According to that indictment, Burton and Stanton are each charged with one count of conspiracy to commit wire fraud, conspiracy to commit bank fraud and conspiracy to commit money laundering.
They’re also charged with six counts of wire fraud related to wire transfers of escrow funds from financial institutions into Guaranty’s main escrow bank account.
The two are alleged to have committed wire fraud from May 12, 2005, to June 18, 2007, by defrauding “mortgage companies and individual customers of escrow money which had been wired to Guaranty to pay real estate closing costs.”
In May 2005, Burton and Stanton allegedly began taking a portion of the escrow money that had been transferred to escrow accounts — causing $2.04 million of stolen escrow funds to be deposited into the firm’s business operations account and used the money for day-to-day business operations, the indictment said.

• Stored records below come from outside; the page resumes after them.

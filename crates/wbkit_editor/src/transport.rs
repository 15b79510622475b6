//! API transport abstraction.

use crate::error::{EditorError, EditorResult};
use parking_lot::Mutex;
use serde_json::Value;
use std::collections::VecDeque;

/// Ordered request parameters for one API call.
pub type Params = Vec<(String, String)>;

/// Performs one write-API call against the remote service.
///
/// This trait abstracts the HTTP layer, allowing for different
/// implementations (blocking HTTP client, mock for testing, etc.).
/// A transport error means no server response was available;
/// server-reported errors come back as a decoded JSON body.
pub trait ApiTransport: Send + Sync {
    /// Sends the parameters and returns the decoded JSON response.
    fn call(&self, params: &Params) -> EditorResult<Value>;
}

impl<'a, T: ApiTransport + ?Sized> ApiTransport for &'a T {
    fn call(&self, params: &Params) -> EditorResult<Value> {
        (**self).call(params)
    }
}

/// A mock transport replaying scripted responses, for testing.
#[derive(Debug, Default)]
pub struct MockTransport {
    requests: Mutex<Vec<Params>>,
    responses: Mutex<VecDeque<EditorResult<Value>>>,
}

impl MockTransport {
    /// Creates an empty mock transport.
    pub fn new() -> Self {
        Self::default()
    }

    /// Queues a response body.
    pub fn enqueue(&self, response: Value) {
        self.responses.lock().push_back(Ok(response));
    }

    /// Queues a transport-level failure.
    pub fn enqueue_error(&self, error: EditorError) {
        self.responses.lock().push_back(Err(error));
    }

    /// Returns every request made so far, in order.
    pub fn requests(&self) -> Vec<Params> {
        self.requests.lock().clone()
    }

    /// Returns the number of requests made so far.
    pub fn request_count(&self) -> usize {
        self.requests.lock().len()
    }
}

impl ApiTransport for MockTransport {
    fn call(&self, params: &Params) -> EditorResult<Value> {
        self.requests.lock().push(params.clone());
        self.responses
            .lock()
            .pop_front()
            .unwrap_or_else(|| Err(EditorError::transport("no scripted response left")))
    }
}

The two then allegedly instructed Guaranty’s in-house bookkeeper to record deposits of stolen escrow money into Guaranty’s business operations account as loans from Stanton or from a fictitious company called “K & S Investments.”
Burton and Stanton are also charged with five counts of bank fraud relating to financial transactions that occurred as part of a check-kiting scheme.
According to the indictment, the two allegedly committed bank fraud from April 1, 2007, to June 18, 2007.
Burton and Stanton are thought to have concealed shortages in Guaranty’s main escrow account by writing and depositing checks between various accounts held by Guaranty at Great Southern Bank and Ozark Mountain Bank that did not contain sufficient funds to cover the checks.
The scheme caused Ozark Mountain Bank to lose $682,954.
The two are also charged with five counts of money laundering related to financial transactions of wire fraud proceeds.
The indictment alleges Burton and Stanton conspired to commit money laundering from May 12, 2005, to June 18, 2007, by conducting “financial transactions that involved proceeds of the wire fraud and bank fraud conspiracies, in order to promote that criminal activity and to conceal the source of the proceeds of the unlawful activity.”
Ledford said this type of fraud wasn’t unusual.
“We have had some significant mortgage fraud cases that involved title companies and employees that worked with title companies and were involved with mortgage fraud schemes,” Ledford said, adding that many of those cases are in the Kansas City area.
Matt Morrow, executive director of the Home Builders Association of Springfield, said he hasn’t been aware of this type of a scheme happening in the area during his nine-year stint with the Springfield HBA.
“Thankfully there aren’t that many other incidents like that (in the Springfield area),” Morrow said. “But once is too many.”
Ledford said, to his knowledge, Burton and Stanton have not been arrested or appeared in court as of Wednesday.